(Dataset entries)
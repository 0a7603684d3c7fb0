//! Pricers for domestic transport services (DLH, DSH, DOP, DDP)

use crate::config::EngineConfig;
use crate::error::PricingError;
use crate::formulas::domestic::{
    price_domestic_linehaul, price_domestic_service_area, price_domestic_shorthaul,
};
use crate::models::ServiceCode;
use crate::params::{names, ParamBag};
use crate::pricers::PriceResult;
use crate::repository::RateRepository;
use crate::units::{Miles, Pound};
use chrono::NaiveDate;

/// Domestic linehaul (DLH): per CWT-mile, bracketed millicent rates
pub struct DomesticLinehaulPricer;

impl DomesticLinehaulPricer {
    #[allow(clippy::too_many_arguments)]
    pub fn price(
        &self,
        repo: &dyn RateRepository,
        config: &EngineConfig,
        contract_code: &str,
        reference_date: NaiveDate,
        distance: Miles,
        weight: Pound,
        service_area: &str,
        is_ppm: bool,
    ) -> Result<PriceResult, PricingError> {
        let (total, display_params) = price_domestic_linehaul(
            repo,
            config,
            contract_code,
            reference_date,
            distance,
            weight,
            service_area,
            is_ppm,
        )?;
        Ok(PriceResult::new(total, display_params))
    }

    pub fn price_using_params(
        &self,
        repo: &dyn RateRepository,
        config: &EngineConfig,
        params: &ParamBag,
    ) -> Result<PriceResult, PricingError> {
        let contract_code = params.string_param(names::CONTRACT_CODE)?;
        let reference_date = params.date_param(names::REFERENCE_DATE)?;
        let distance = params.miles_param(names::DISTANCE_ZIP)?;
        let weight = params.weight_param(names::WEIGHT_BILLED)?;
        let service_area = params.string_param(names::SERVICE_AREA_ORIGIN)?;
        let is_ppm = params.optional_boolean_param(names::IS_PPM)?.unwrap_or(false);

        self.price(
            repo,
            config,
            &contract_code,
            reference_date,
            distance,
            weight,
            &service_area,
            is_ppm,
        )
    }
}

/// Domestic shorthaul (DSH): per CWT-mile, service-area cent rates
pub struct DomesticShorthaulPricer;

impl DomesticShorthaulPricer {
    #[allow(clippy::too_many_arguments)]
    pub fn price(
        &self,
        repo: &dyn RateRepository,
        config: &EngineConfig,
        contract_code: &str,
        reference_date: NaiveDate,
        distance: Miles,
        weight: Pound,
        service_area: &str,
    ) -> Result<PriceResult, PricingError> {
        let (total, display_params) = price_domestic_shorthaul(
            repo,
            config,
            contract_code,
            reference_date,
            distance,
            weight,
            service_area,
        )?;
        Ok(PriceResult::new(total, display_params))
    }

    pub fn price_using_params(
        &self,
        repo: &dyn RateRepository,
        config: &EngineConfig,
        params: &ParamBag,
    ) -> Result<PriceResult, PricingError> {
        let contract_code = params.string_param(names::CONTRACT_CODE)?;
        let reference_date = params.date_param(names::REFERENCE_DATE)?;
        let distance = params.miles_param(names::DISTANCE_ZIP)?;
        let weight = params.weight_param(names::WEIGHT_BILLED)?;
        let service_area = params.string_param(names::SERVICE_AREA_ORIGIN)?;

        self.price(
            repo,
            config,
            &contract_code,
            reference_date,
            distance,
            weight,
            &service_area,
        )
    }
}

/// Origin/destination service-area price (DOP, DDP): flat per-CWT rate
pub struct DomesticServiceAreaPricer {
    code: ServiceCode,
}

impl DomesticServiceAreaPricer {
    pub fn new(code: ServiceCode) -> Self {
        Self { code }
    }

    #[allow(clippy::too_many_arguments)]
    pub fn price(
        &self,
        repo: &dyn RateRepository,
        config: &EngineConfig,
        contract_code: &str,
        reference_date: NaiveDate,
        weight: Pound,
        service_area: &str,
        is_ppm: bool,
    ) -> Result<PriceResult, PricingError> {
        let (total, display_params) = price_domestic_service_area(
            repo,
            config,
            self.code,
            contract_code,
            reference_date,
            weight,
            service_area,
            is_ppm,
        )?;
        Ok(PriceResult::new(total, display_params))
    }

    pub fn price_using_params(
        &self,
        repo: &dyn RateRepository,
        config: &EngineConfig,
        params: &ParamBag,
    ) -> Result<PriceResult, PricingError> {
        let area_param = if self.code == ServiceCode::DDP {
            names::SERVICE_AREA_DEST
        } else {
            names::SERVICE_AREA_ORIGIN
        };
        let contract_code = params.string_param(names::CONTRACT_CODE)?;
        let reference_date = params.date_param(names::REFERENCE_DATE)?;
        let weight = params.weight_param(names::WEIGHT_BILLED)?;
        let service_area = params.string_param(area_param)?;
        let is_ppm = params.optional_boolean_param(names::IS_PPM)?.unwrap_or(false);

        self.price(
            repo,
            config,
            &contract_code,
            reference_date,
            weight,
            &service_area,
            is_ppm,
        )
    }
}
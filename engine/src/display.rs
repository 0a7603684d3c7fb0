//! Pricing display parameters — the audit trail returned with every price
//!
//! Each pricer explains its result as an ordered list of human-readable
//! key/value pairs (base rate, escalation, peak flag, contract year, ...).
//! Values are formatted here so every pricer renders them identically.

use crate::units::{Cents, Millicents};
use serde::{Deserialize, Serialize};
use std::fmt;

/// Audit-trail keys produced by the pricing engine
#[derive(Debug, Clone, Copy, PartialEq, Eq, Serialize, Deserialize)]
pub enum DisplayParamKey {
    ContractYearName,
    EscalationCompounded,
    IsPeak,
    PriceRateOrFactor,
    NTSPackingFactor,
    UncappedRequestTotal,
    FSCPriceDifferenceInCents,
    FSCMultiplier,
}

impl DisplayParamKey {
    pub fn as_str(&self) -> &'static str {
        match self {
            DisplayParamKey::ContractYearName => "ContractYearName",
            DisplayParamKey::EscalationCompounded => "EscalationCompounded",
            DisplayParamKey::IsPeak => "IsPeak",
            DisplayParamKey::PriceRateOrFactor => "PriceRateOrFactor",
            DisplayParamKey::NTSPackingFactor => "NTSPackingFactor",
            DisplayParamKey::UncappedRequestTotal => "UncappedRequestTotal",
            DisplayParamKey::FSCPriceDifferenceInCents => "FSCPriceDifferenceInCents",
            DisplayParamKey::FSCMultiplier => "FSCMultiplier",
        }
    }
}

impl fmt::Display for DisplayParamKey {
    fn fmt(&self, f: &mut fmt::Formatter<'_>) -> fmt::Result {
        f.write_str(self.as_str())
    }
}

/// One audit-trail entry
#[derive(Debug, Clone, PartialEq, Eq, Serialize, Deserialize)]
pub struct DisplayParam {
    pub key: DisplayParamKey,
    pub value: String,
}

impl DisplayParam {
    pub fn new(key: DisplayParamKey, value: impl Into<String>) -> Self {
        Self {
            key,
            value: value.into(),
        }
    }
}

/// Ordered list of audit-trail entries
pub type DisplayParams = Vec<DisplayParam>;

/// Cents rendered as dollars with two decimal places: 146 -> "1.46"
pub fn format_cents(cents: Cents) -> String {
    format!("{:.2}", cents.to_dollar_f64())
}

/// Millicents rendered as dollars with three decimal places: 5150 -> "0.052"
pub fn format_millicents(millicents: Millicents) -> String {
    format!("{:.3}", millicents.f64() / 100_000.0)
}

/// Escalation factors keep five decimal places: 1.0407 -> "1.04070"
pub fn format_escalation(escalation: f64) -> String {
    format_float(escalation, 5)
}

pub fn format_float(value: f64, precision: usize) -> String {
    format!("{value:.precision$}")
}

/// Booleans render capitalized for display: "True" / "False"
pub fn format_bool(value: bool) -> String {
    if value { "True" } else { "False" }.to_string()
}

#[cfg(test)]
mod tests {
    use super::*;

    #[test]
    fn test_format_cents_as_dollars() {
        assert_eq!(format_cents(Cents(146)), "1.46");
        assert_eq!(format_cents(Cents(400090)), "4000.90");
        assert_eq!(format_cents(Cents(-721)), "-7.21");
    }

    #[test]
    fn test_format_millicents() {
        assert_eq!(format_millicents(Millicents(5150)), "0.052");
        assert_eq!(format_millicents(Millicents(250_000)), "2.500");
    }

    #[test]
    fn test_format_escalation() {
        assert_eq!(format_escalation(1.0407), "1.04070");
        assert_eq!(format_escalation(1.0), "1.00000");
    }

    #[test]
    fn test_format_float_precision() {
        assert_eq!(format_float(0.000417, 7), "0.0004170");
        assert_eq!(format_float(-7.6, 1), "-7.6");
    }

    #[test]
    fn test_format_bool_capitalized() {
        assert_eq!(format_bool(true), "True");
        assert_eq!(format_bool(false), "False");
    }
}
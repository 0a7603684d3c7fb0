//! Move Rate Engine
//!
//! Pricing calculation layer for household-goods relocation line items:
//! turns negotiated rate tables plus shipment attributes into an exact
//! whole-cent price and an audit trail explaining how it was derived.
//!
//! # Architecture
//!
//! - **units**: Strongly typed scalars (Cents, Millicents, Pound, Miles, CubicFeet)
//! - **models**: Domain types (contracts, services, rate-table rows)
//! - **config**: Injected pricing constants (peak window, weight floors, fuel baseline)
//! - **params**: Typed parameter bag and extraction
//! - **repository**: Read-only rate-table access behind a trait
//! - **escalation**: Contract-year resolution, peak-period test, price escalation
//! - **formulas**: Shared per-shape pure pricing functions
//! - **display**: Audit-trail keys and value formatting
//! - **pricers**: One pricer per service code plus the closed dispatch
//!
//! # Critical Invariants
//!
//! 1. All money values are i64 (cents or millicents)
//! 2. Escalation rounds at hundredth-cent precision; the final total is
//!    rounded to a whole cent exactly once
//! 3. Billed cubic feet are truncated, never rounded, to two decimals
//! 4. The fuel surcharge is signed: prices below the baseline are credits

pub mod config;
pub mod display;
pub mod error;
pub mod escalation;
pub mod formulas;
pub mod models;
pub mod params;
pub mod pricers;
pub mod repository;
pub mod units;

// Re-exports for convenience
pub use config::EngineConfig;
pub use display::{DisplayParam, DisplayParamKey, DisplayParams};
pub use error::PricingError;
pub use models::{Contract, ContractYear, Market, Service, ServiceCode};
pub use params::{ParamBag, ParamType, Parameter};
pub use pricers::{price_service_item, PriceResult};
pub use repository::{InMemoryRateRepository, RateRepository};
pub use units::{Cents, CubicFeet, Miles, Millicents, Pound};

**What to do**
Exact reproduction is required: output the lines from the start of the entries above through the line with "service-area cent rates".

**Answer to the exercise**
repository 0a7603684d3c7fb0
//! Pricers for domestic transport services (DLH, DSH, DOP, DDP)

use crate::config::EngineConfig;
use crate::error::PricingError;
use crate::formulas::domestic::{
    price_domestic_linehaul, price_domestic_service_area, price_domestic_shorthaul,
};
use crate::models::ServiceCode;
use crate::params::{names, ParamBag};
use crate::pricers::PriceResult;
use crate::repository::RateRepository;
use crate::units::{Miles, Pound};
use chrono::NaiveDate;

/// Domestic linehaul (DLH): per CWT-mile, bracketed millicent rates
pub struct DomesticLinehaulPricer;

impl DomesticLinehaulPricer {
    #[allow(clippy::too_many_arguments)]
    pub fn price(
        &self,
        repo: &dyn RateRepository,
        config: &EngineConfig,
        contract_code: &str,
        reference_date: NaiveDate,
        distance: Miles,
        weight: Pound,
        service_area: &str,
        is_ppm: bool,
    ) -> Result<PriceResult, PricingError> {
        let (total, display_params) = price_domestic_linehaul(
            repo,
            config,
            contract_code,
            reference_date,
            distance,
            weight,
            service_area,
            is_ppm,
        )?;
        Ok(PriceResult::new(total, display_params))
    }

    pub fn price_using_params(
        &self,
        repo: &dyn RateRepository,
        config: &EngineConfig,
        params: &ParamBag,
    ) -> Result<PriceResult, PricingError> {
        let contract_code = params.string_param(names::CONTRACT_CODE)?;
        let reference_date = params.date_param(names::REFERENCE_DATE)?;
        let distance = params.miles_param(names::DISTANCE_ZIP)?;
        let weight = params.weight_param(names::WEIGHT_BILLED)?;
        let service_area = params.string_param(names::SERVICE_AREA_ORIGIN)?;
        let is_ppm = params.optional_boolean_param(names::IS_PPM)?.unwrap_or(false);

        self.price(
            repo,
            config,
            &contract_code,
            reference_date,
            distance,
            weight,
            &service_area,
            is_ppm,
        )
    }
}

/// Domestic shorthaul (DSH): per CWT-mile, service-area cent rates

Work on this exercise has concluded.